La chapelle et le presbytère des Bergeronnes en 1911

Enfants de Louise Guay et Albert Tremblay :
  • Bernadette dit Juliette (mariée à Sylvio Savard)
  • Jean-Charles (marié à Priscille Dumont)
  • Euclide (marié à Antonia Lessard)
  • Jean-Arthur (marié à Edwige Tremblay). Leur fils Arthur Tremblay fut sénateur du parti progressiste-conservateur, de 1979 à 1992.
 
Mon frère se retrouve seul au presbytère et son ministère n’est pas facile comme il l’écrit à son évêque le 30 octobre 1890 :

Votre grandeur, je suis pauvre comme Job. Je n’ai pas un centime pour acheter ma farine, mon huile et mon sucre. Si vous ne me donnez pas une somme d’argent, je ne sais ce que je vais devenir dans ma chère mission. En m’envoyant, vous m’avez défendu de me plaindre, mais vous ne m’avez pas défendu de vous dire précisément ma pauvreté et mon ennui. Mes revenus pour l’année n’ont été que de 300 piastres [alors qu’il en faudrait 400]. Les paroissiens sont plus pauvres que moi. Nous n’avons pas de chantier cet hiver et la récolte est nulle. 

Mon arrivée aux Bergeronnes 

À 14 ans, j’abandonne mes études commerciales au petit séminaire pour aller le rejoindre aux Bergeronnes. Le presbytère est au centre d’un terrain de 25 acres. Il y a d’abord la chapelle de 50 pieds par 30 avec une cinquantaine de bancs. La corporation épiscopale a obtenu un prêt de 100 $ pour y installer sur le terrain une grange, une étable, un hangar, un puits, un four à pain et une porcherie. Un bon nombre de cultivateurs sont si pauvres qu’ils ne peuvent payer leur dîme qu’en voyages de foin. Avec la grange et l’étable, le curé peut garder des vaches, obtenir du lait et espérer en tirer quelque revenu de subsistance.

Comme il n’y a pas d’argent pour une institutrice, mon frère se charge de mon éducation comme de celle des enfants du village. Je fais office de bedeau et effectue divers travaux d’entretien. Plus tard, je me trouve du travail pendant l’hiver, d’abord comme bûcheron puis comme mesureur forestier.

En février 1893, au deuxième dimanche du carême, les bâtisses autour du presbytère ont failli être la proie des flammes. Dans la chapelle, il a fallu briser tout le plancher de la sacristie afin de maîtriser l’incendie. Cet hiver-là est long, froid et venteux. Mon frère n’est pas trop fort en santé et sa digestion se fait mal.

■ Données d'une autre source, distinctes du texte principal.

//! CLI infrastructure for the campfire toolkit
//!
//! This module provides the command-line interface for generating state
//! spaces and solving decision processes.

pub mod commands;
pub mod config;
pub mod output;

Comme les paroissiens restent pauvres, il peine à vendre le lait qu’il produit. Aussi, à 16 ans, je décide de suivre un cours de fromager à Hébertville au Lac-Saint-Jean. L’hiver d’après, je récolte le bois nécessaire à la construction de ma fromagerie que j’installe à l’angle du rang Saint-Joseph et de la rue principale. J’engage Lionel Savard, un homme de la concession, à qui je montre les rudiments du travail. J’enseigne aussi le métier à Ludger Bouchard qui s’ouvrira plus tard une fromagerie à Petites-Bergeronnes.

Le lait est d’abord chauffé dans un grand récipient. Une fois le fromage égoutté et séché, on met chaque meule dans une boîte de bois. Après un certain temps de mûrissement, les meules seront transportées dans un petit bateau jusqu’à Tadoussac pour être embarquées sur un navire de la Canada Steamship vers Québec. Plus tard, ce cheddar sera même exporté en Angleterre!

On m’envoie des nouvelles de Chicoutimi : en novembre 1896, un prisonnier fou furieux, en attente de transfert vers l’asile, a administré des coups de tisonnier à mon père et à mon frère Ovide. Après avoir reçu un coup à la tempe, mon père, qui est rendu à 72 ans, est resté étourdi pendant deux bonnes minutes. Mais il a trouvé assez de force pour assommer le prisonnier avec un quartier de bois. Comme punition, il l’a tenu deux jours aux fers. Par ailleurs, mon cousin Joseph-Dominique, un garçon d’oncle Johnny, est devenu maire de Chicoutimi. Il a fondé le journal  Le progrès du Saguenay et il vient de s’associer à un monsieur Dubuc afin d’ouvrir une pulperie à Chicoutimi.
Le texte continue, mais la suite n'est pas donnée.